Il épouse Lilia, fille du général Mohamed Baccouche. Ils ont cinq enfants[5].
Carrière politique
Il décide de suivre une carrière de fonctionnaire : il la débute comme interprète, chef de bureau et inspecteur[1] dans la Djemaïa (administration) des habous. Il gravie les échelons et se voit nommé caïd en 1913, servant dans les régions de Makthar, Téboursouk, Tajerouine et Zaghouan ; il est ensuite désigné directeur de la Djemaïa[2].
Il est maire de Tunis entre 1932 et mai 1934 avant de remplacer Tahar Kheireddine comme ministre de la Justice[2],[6]. Il est nommé ministre de la Plume en remplacement de Younès Hadjouj en juin 1935. Il est aussi membre du Cercle tunisien et du comité de la Khaldounia[1].
Retraite
En , il démissionne pour cause de maladie[7] et se retire dans une exploitation agricole acquise dans les années 1920 à Bir Halima, au pied du Djebel Zaghouan[3],[8].

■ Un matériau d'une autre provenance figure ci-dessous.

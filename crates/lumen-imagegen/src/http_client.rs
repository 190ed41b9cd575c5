use std::{sync::OnceLock, time::Duration};

use reqwest::{Client, header};

/// Upper bound for a single provider call
///
/// Each status check is its own call, so this never eats into the
/// overall polling budget of an async task.
const REQUEST_TIMEOUT: Duration = Duration::from_secs(120);

/// Common HTTP client to reuse connections across generation providers
pub fn http_client() -> Client {
    static CLIENT: OnceLock<Client> = OnceLock::new();

    CLIENT
        .get_or_init(|| {
            let mut headers = header::HeaderMap::new();
            headers.insert(header::CONNECTION, header::HeaderValue::from_static("keep-alive"));

            Client::builder()
                .timeout(REQUEST_TIMEOUT)
                .pool_idle_timeout(Some(Duration::from_secs(30)))
                .tcp_nodelay(true)
                .tcp_keepalive(Some(Duration::from_secs(60)))
                .default_headers(headers)
                .build()
                .expect("Failed to build default HTTP client")
        })
        .clone()
}
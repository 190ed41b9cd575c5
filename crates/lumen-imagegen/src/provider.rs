pub(crate) mod chat;
pub(crate) mod task;

use std::future::Future;

use async_trait::async_trait;
use reqwest::{Client, RequestBuilder, Response};
use secrecy::{ExposeSecret, SecretString};
use serde::{Deserialize, de::DeserializeOwned};
use tokio_util::sync::CancellationToken;

use crate::{
    error::{ProviderError, Result},
    types::{GenerationOutcome, GenerationRequest, ModelInfo, TaskSnapshot},
};

/// Trait for generation provider implementations
///
/// Each implementation owns one provider's wire protocol. Adapters hold no
/// per-request state, so one instance serves any number of concurrent calls.
#[async_trait]
pub trait ProviderAdapter: Send + Sync {
    /// Run one generation and normalize its result
    ///
    /// Both the in-flight HTTP call and any polling sleep abort once
    /// `cancel` fires.
    async fn generate(&self, request: &GenerationRequest, cancel: &CancellationToken) -> Result<GenerationOutcome>;

    /// Whether `api_key` is accepted by the provider
    ///
    /// Implementations may spend a real, billed generation to find out.
    async fn validate_key(&self, api_key: &SecretString) -> bool;

    /// Models the provider exposes to `api_key`
    async fn list_models(&self, api_key: &SecretString) -> Result<Vec<ModelInfo>>;

    /// Current state of a previously submitted job
    async fn task_status(&self, task_id: &str, _api_key: &SecretString) -> Result<TaskSnapshot> {
        Err(ProviderError::invalid_input(
            self.name(),
            format!("provider does not track tasks (requested '{task_id}')"),
        ))
    }

    /// Get the provider name
    fn name(&self) -> &str;
}

/// Reject blank prompts before anything goes over the wire
pub(crate) fn require_prompt<'a>(provider: &str, request: &'a GenerationRequest) -> Result<&'a str> {
    if request.prompt.trim().is_empty() {
        return Err(ProviderError::invalid_input(provider, "prompt is required"));
    }

    Ok(&request.prompt)
}

/// Resolve the key attached to the request, failing fast when absent
pub(crate) fn require_key<'a>(provider: &str, request: &'a GenerationRequest) -> Result<&'a SecretString> {
    request
        .api_key
        .as_ref()
        .filter(|key| !key.expose_secret().trim().is_empty())
        .ok_or_else(|| ProviderError::missing_credential(provider))
}

pub(crate) fn endpoint(base_url: &str, path: &str) -> String {
    format!("{}/{path}", base_url.trim_end_matches('/'))
}

/// Race `future` against caller cancellation
pub(crate) async fn cancellable<F: Future>(provider: &str, cancel: &CancellationToken, future: F) -> Result<F::Output> {
    tokio::select! {
        biased;
        () = cancel.cancelled() => Err(ProviderError::cancelled(provider)),
        output = future => Ok(output),
    }
}

/// Send a provider request, mapping transport failures to upstream errors
pub(crate) async fn send(
    provider: &str,
    cancel: &CancellationToken,
    request: RequestBuilder,
    operation: &str,
) -> Result<Response> {
    cancellable(provider, cancel, request.send()).await?.map_err(|e| {
        tracing::error!(provider, error = %e, "{operation} request failed");
        ProviderError::upstream(provider, format!("failed to reach provider for {operation}: {e}")).with_source(e)
    })
}

/// Capture a non-2xx response as an upstream error
///
/// The body is kept for diagnostics only.
pub(crate) async fn upstream_failure(
    provider: &str,
    cancel: &CancellationToken,
    operation: &str,
    response: Response,
) -> ProviderError {
    let status = response.status();

    let body = match cancellable(provider, cancel, response.text()).await {
        Ok(Ok(body)) => body,
        Ok(Err(_)) => "Unknown error".to_string(),
        Err(cancelled) => return cancelled,
    };

    tracing::error!(provider, %status, "{operation} returned an error status");

    ProviderError::upstream(provider, format!("{operation} failed ({status}): {body}")).with_status(status.as_u16())
}

/// Decode a 2xx body, treating undecodable payloads as upstream errors
pub(crate) async fn read_json<T: DeserializeOwned>(
    provider: &str,
    cancel: &CancellationToken,
    operation: &str,
    response: Response,
) -> Result<T> {
    let bytes = cancellable(provider, cancel, response.bytes()).await?.map_err(|e| {
        ProviderError::upstream(provider, format!("failed to read {operation} response: {e}")).with_source(e)
    })?;

    serde_json::from_slice(&bytes).map_err(|e| {
        tracing::error!(provider, error = %e, "failed to parse {operation} response");
        ProviderError::upstream(provider, format!("invalid {operation} response: {e}")).with_source(e)
    })
}

#[derive(Deserialize)]
struct ModelList {
    #[serde(default)]
    data: Vec<ModelInfo>,
}

/// `GET {base}/models`, shared by both provider protocols
pub(crate) async fn fetch_models(
    client: &Client,
    provider: &str,
    base_url: &str,
    api_key: &SecretString,
) -> Result<Vec<ModelInfo>> {
    let cancel = CancellationToken::new();
    let request = client.get(endpoint(base_url, "models")).bearer_auth(api_key.expose_secret());

    let response = send(provider, &cancel, request, "model listing").await?;

    if !response.status().is_success() {
        return Err(upstream_failure(provider, &cancel, "model listing", response).await);
    }

    let list: ModelList = read_json(provider, &cancel, "model listing", response).await?;

    Ok(list.data)
}
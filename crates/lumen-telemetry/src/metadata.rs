use lumen_config::TelemetryConfig;
use opentelemetry::KeyValue;
use opentelemetry_sdk::Resource;
use opentelemetry_semantic_conventions::resource as semconv;

/// Resource describing this process, plus any configured attributes
pub fn build_resource(config: &TelemetryConfig) -> Resource {
    let service = [
        KeyValue::new(semconv::SERVICE_NAME, config.service_name.clone()),
        KeyValue::new(semconv::SERVICE_VERSION, env!("CARGO_PKG_VERSION")),
    ];

    let extra = config
        .resource_attributes
        .iter()
        .map(|(key, value)| KeyValue::new(key.clone(), value.clone()));

    Resource::builder().with_attributes(service.into_iter().chain(extra)).build()
}
mod cors;
mod health;
mod request_context;

use std::net::SocketAddr;

use axum::Router;
use lumen_config::Config;
use tokio_util::sync::CancellationToken;
use tower_http::trace::TraceLayer;

/// Assembled server with all routes and middleware
pub struct Server {
    router: Router,
    listen_address: SocketAddr,
}

impl Server {
    /// Build the server from configuration
    ///
    /// # Errors
    ///
    /// Returns an error if the generation dispatcher cannot be initialized
    pub fn new(config: &Config) -> anyhow::Result<Self> {
        let listen_address = config
            .server
            .listen_address
            .unwrap_or_else(|| SocketAddr::from(([0, 0, 0, 0], 3000)));

        let dispatcher = lumen_imagegen::build_dispatcher(config)?;

        let mut app = Router::new();

        // Health check
        if config.server.health.enabled {
            app = app.route(&config.server.health.path, axum::routing::get(health::health_handler));
        }

        // Generation routes
        app = app.merge(lumen_imagegen::endpoint_router().with_state(dispatcher));

        // Apply middleware layers (innermost first)
        app = app.layer(axum::middleware::from_fn(request_context::request_context_middleware));
        app = app.layer(TraceLayer::new_for_http());

        if let Some(cors_config) = &config.server.cors {
            app = app.layer(cors::cors_layer(cors_config));
        }

        Ok(Self {
            router: app,
            listen_address,
        })
    }

    /// Get the configured listen address
    #[must_use]
    pub const fn listen_address(&self) -> SocketAddr {
        self.listen_address
    }

    /// Override the configured listen address
    #[must_use]
    pub const fn with_listen_address(mut self, listen_address: SocketAddr) -> Self {
        self.listen_address = listen_address;
        self
    }

    /// Consume the server and return the inner router
    ///
    /// Useful for testing when the caller manages the listener
    pub fn into_router(self) -> Router {
        self.router
    }

    /// Start serving requests
    ///
    /// Blocks until `shutdown` is triggered. In-flight generations are
    /// allowed to finish.
    ///
    /// # Errors
    ///
    /// Returns an error if binding the TCP listener or serving fails
    pub async fn serve(self, shutdown: CancellationToken) -> anyhow::Result<()> {
        let listener = tokio::net::TcpListener::bind(self.listen_address).await?;
        let local_addr = listener.local_addr()?;
        tracing::info!(%local_addr, "server listening");

        axum::serve(listener, self.router)
            .with_graceful_shutdown(async move {
                shutdown.cancelled().await;
                tracing::info!("graceful shutdown initiated");
            })
            .await?;

        Ok(())
    }
}
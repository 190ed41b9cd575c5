use serde::Deserialize;

/// Liveness endpoint configuration
#[derive(Debug, Deserialize)]
#[serde(deny_unknown_fields)]
pub struct HealthConfig {
    #[serde(default = "default_enabled")]
    pub enabled: bool,
    /// Route the liveness probe is mounted on
    #[serde(default = "default_path")]
    pub path: String,
}

impl Default for HealthConfig {
    fn default() -> Self {
        Self {
            enabled: default_enabled(),
            path: default_path(),
        }
    }
}

#[allow(clippy::missing_const_for_fn)]
fn default_enabled() -> bool {
    true
}

fn default_path() -> String {
    "/health".to_string()
}
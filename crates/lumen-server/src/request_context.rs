use axum::{extract::Request, middleware::Next, response::Response};
use lumen_core::RequestContext;

/// Middleware that attaches a [`RequestContext`] to every request
///
/// Handlers read the per-call provider key from it instead of parsing
/// headers themselves.
pub async fn request_context_middleware(request: Request, next: Next) -> Response {
    let (parts, body) = request.into_parts();

    let context = RequestContext::from_parts(parts.clone());

    let mut request = Request::from_parts(parts, body);
    request.extensions_mut().insert(context);

    next.run(request).await
}
use std::{net::SocketAddr, path::PathBuf};

use clap::Parser;

/// Lumen generation gateway
#[derive(Debug, Parser)]
#[command(name = "lumen", about = "Image generation gateway for chat and async task providers")]
pub struct Args {
    /// Path to configuration file
    #[arg(short, long, default_value = "lumen.toml", env = "LUMEN_CONFIG")]
    pub config: PathBuf,

    /// Override the listen address
    #[arg(long, env = "LUMEN_LISTEN")]
    pub listen: Option<SocketAddr>,

    /// Log filter directive (e.g. "info", "lumen_imagegen=debug")
    #[arg(long, default_value = "info", env = "LUMEN_LOG")]
    pub log: String,
}
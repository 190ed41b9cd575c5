#![allow(clippy::must_use_candidate)]

pub mod cors;
mod env;
pub mod health;
pub mod imagegen;
mod loader;
pub mod server;
pub mod telemetry;

use serde::Deserialize;

pub use cors::*;
pub use health::*;
pub use imagegen::*;
pub use server::*;
pub use telemetry::{OtlpConfig, OtlpProtocol, TelemetryConfig};

/// Top-level Lumen configuration
#[derive(Debug, Default, Deserialize)]
#[serde(deny_unknown_fields)]
pub struct Config {
    /// Server configuration
    #[serde(default)]
    pub server: ServerConfig,
    /// Generation provider configuration
    #[serde(default)]
    pub imagegen: ImageGenConfig,
    /// Telemetry configuration
    #[serde(default)]
    pub telemetry: Option<TelemetryConfig>,
}
//! Mock generation backend for integration tests
//!
//! Serves both provider protocols from one listener: chat completions, and
//! async task submission plus status polling.

use std::{
    net::SocketAddr,
    sync::{
        Arc,
        atomic::{AtomicU32, Ordering},
    },
};

use axum::{
    Json, Router,
    extract::{Path, State},
    http::{HeaderMap, StatusCode},
    response::{IntoResponse, Response},
    routing,
};
use serde_json::{Value, json};
use tokio_util::sync::CancellationToken;

/// What the chat endpoint answers with
#[derive(Clone)]
pub enum ChatReply {
    /// Image attached under `message.images`
    AttachedImage(String),
    /// Plain `message.content`
    Content(String),
    /// Non-2xx status with a text body
    Error(u16),
}

/// Terminal state a task reaches after its pending polls
#[derive(Clone)]
pub enum TaskOutcome {
    /// `output.images[0].url`
    NestedImage(String),
    /// `output_images[0]`
    FlatImage(String),
    /// `FAILED` with a message
    Failed(String),
    /// Never leaves `PENDING`
    Stuck,
}

pub struct MockProviderBuilder {
    api_key: String,
    chat: ChatReply,
    task: TaskOutcome,
    pending_polls: u32,
}

impl MockProviderBuilder {
    /// The only bearer key the mock accepts
    pub fn api_key(mut self, key: &str) -> Self {
        key.clone_into(&mut self.api_key);
        self
    }

    pub fn chat_reply(mut self, reply: ChatReply) -> Self {
        self.chat = reply;
        self
    }

    pub fn task_outcome(mut self, outcome: TaskOutcome) -> Self {
        self.task = outcome;
        self
    }

    /// Number of `PENDING` answers before the terminal one
    pub fn pending_polls(mut self, polls: u32) -> Self {
        self.pending_polls = polls;
        self
    }

    pub async fn start(self) -> anyhow::Result<MockProvider> {
        let state = Arc::new(MockState {
            api_key: self.api_key,
            chat: self.chat,
            task: self.task,
            pending_polls: self.pending_polls,
            chat_count: AtomicU32::new(0),
            submit_count: AtomicU32::new(0),
            poll_count: AtomicU32::new(0),
        });

        let app = Router::new()
            .route("/v1/chat/completions", routing::post(handle_chat))
            .route("/v1/images/generations", routing::post(handle_submit))
            .route("/v1/tasks/{task_id}", routing::get(handle_poll))
            .route("/v1/models", routing::get(handle_models))
            .with_state(Arc::clone(&state));

        let listener = tokio::net::TcpListener::bind("127.0.0.1:0").await?;
        let addr = listener.local_addr()?;
        let shutdown = CancellationToken::new();
        let stop = shutdown.clone();

        tokio::spawn(async move {
            axum::serve(listener, app)
                .with_graceful_shutdown(async move { stop.cancelled().await })
                .await
                .ok();
        });

        Ok(MockProvider { addr, shutdown, state })
    }
}

/// Running mock backend
pub struct MockProvider {
    addr: SocketAddr,
    shutdown: CancellationToken,
    state: Arc<MockState>,
}

struct MockState {
    api_key: String,
    chat: ChatReply,
    task: TaskOutcome,
    pending_polls: u32,
    chat_count: AtomicU32,
    submit_count: AtomicU32,
    poll_count: AtomicU32,
}

impl MockProvider {
    pub fn builder() -> MockProviderBuilder {
        MockProviderBuilder {
            api_key: "test-key".to_owned(),
            chat: ChatReply::Content("hello from mock".to_owned()),
            task: TaskOutcome::FlatImage("http://mock/img.png".to_owned()),
            pending_polls: 0,
        }
    }

    /// Base URL including `/v1`
    pub fn base_url(&self) -> String {
        format!("http://{}/v1", self.addr)
    }

    pub fn chat_count(&self) -> u32 {
        self.state.chat_count.load(Ordering::Relaxed)
    }

    pub fn submit_count(&self) -> u32 {
        self.state.submit_count.load(Ordering::Relaxed)
    }

    pub fn poll_count(&self) -> u32 {
        self.state.poll_count.load(Ordering::Relaxed)
    }

    /// Total upstream calls of any kind
    pub fn total_calls(&self) -> u32 {
        self.chat_count() + self.submit_count() + self.poll_count()
    }
}

impl Drop for MockProvider {
    fn drop(&mut self) {
        self.shutdown.cancel();
    }
}

fn authorized(state: &MockState, headers: &HeaderMap) -> bool {
    headers
        .get("authorization")
        .and_then(|value| value.to_str().ok())
        .is_some_and(|value| value == format!("Bearer {}", state.api_key))
}

fn unauthorized() -> Response {
    (StatusCode::UNAUTHORIZED, "invalid api key").into_response()
}

async fn handle_chat(State(state): State<Arc<MockState>>, headers: HeaderMap, Json(body): Json<Value>) -> Response {
    state.chat_count.fetch_add(1, Ordering::Relaxed);

    if !authorized(&state, &headers) {
        return unauthorized();
    }

    let message = match &state.chat {
        ChatReply::AttachedImage(url) => json!({
            "role": "assistant",
            "content": "",
            "images": [{ "type": "image_url", "image_url": { "url": url } }]
        }),
        ChatReply::Content(content) => json!({ "role": "assistant", "content": content }),
        ChatReply::Error(status) => {
            let status = StatusCode::from_u16(*status).unwrap_or(StatusCode::INTERNAL_SERVER_ERROR);
            return (status, "mock chat failure").into_response();
        }
    };

    Json(json!({
        "id": "gen-mock",
        "model": body["model"],
        "choices": [{ "index": 0, "message": message, "finish_reason": "stop" }]
    }))
    .into_response()
}

async fn handle_submit(State(state): State<Arc<MockState>>, headers: HeaderMap, Json(body): Json<Value>) -> Response {
    let n = state.submit_count.fetch_add(1, Ordering::Relaxed) + 1;

    if !authorized(&state, &headers) {
        return unauthorized();
    }

    if headers.get("x-modelscope-async-mode").and_then(|v| v.to_str().ok()) != Some("true") {
        return (StatusCode::BAD_REQUEST, "async mode header required").into_response();
    }

    if body["prompt"].as_str().is_none_or(str::is_empty) {
        return (StatusCode::BAD_REQUEST, "prompt required").into_response();
    }

    Json(json!({ "task_id": format!("task-{n}"), "request_id": format!("req-{n}") })).into_response()
}

async fn handle_poll(
    State(state): State<Arc<MockState>>,
    headers: HeaderMap,
    Path(task_id): Path<String>,
) -> Response {
    let n = state.poll_count.fetch_add(1, Ordering::Relaxed) + 1;

    if !authorized(&state, &headers) {
        return unauthorized();
    }

    if headers.get("x-modelscope-task-type").and_then(|v| v.to_str().ok()) != Some("image_generation") {
        return (StatusCode::BAD_REQUEST, "task type header required").into_response();
    }

    if n <= state.pending_polls {
        return Json(json!({ "task_id": task_id, "task_status": "PENDING" })).into_response();
    }

    let body = match &state.task {
        TaskOutcome::NestedImage(url) => json!({
            "task_id": task_id,
            "task_status": "SUCCEED",
            "output": { "images": [{ "url": url }] }
        }),
        TaskOutcome::FlatImage(url) => json!({
            "task_id": task_id,
            "task_status": "SUCCEED",
            "output_images": [url]
        }),
        TaskOutcome::Failed(message) => json!({
            "task_id": task_id,
            "task_status": "FAILED",
            "message": message
        }),
        TaskOutcome::Stuck => json!({ "task_id": task_id, "task_status": "RUNNING" }),
    };

    Json(body).into_response()
}

async fn handle_models(State(state): State<Arc<MockState>>, headers: HeaderMap) -> Response {
    if !authorized(&state, &headers) {
        return unauthorized();
    }

    Json(json!({
        "object": "list",
        "data": [
            { "id": "MusePublic/489_ckpt_FLUX_1", "owned_by": "mock" },
            { "id": "Qwen/Qwen-Image", "owned_by": "mock" }
        ]
    }))
    .into_response()
}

Durant la Seconde Guerre mondiale, alors que la campagne de Tunisie fait rage, il sauve soixante Juifs tunisiens échappés d'un camp de travail tout proche en les cachant jusqu'à la libération du pays par les alliés[9],[8]. L'historien Robert Satloff (en), directeur du Washington Institute for Near East Policy, a mis en lumière son histoire dans un travail de recherche consistant à souligner les actes de résistance des musulmans pendant l'occupation de l'Afrique du Nord par les troupes du Troisième Reich.